Further information: Sleep and learning, Sleep and creativity
[edit] Preservation
The "Preservation and Protection" theory holds that sleep serves an adaptive function. It protects the person during that portion of the 24-hour day in which being awake, and hence roaming around, would place the individual at greatest risk. Organisms do not require 24 hours to feed themselves and meet other necessities. From this perspective of adaptation, organisms are safer by staying out of harm's way where potentially they could be prey to other, stronger organisms. They sleep at times that maximize their safety, given their physical capacities and their habitats. (Allison & Cicchetti, 1976; Webb, 1982).
However, this theory fails to explain why the brain disengages from the external environment during normal sleep. Another argument against the theory is that sleep is not simply a passive consequence of removing the animal from the environment, but is a "drive": animals alter their behaviors in order to obtain sleep. Therefore, circadian regulation is more than sufficient to explain periods of activity and quiescence that are adaptive to an organism, but the more peculiar specializations of sleep probably serve different and unknown functions.
Moreover, the preservation theory does not explain why carnivores like lions, which are on top of the food chain, sleep the most.
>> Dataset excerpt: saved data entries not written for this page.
//! S1: a server spawned with `server(...)` echoes back whatever a
//! client sends, then is cancelled with `kill` and the loop exits
//! cleanly.

use bytes::Bytes;
use skein::{connect, kill, null, server, spawn, Connection, Result};

async fn echoer(conn: Connection) -> Result<()> {
    let data = conn.recv(1024).await?;
    conn.sendall(data).await?;
    Ok(())
}

#[test]
fn echo_server_round_trips_and_shuts_down_cleanly() {
    let port = portpicker::pick_unused_port().expect("no free port");

    let result = skein::run(async move {
        let server_fiber = spawn(server("127.0.0.1", port, |conn| async move {
            echoer(conn).await
        }))
        .await?;

        // Let the server reach its `accept()` suspension point first.
        null().await?;

        let conn = connect("127.0.0.1", port).await?;
        conn.sendall(Bytes::from_static(b"hello\n")).await?;
        let reply = conn.recv(6).await?;
        assert_eq!(&reply[..], b"hello\n");
        conn.close();

        kill(server_fiber).await?;
        Ok(())
    });

    assert!(result.is_ok(), "run() failed: {result:?}");
}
By the preservation logic, these top carnivores should not need any sleep at all. Preservation does not explain why aquatic mammals sleep while moving. Lethargy during these vulnerable hours would do the same, and will be more advantageous because the animal will be quiescent but still be able to respond to environmental challenges like predators etc. Sleep rebound that occurs after a sleepless night will be maladaptive, but still occurs for a reason. For example, a zebra falling asleep the day after it spent the sleeping time running from a lion is more and not less vulnerable to predation.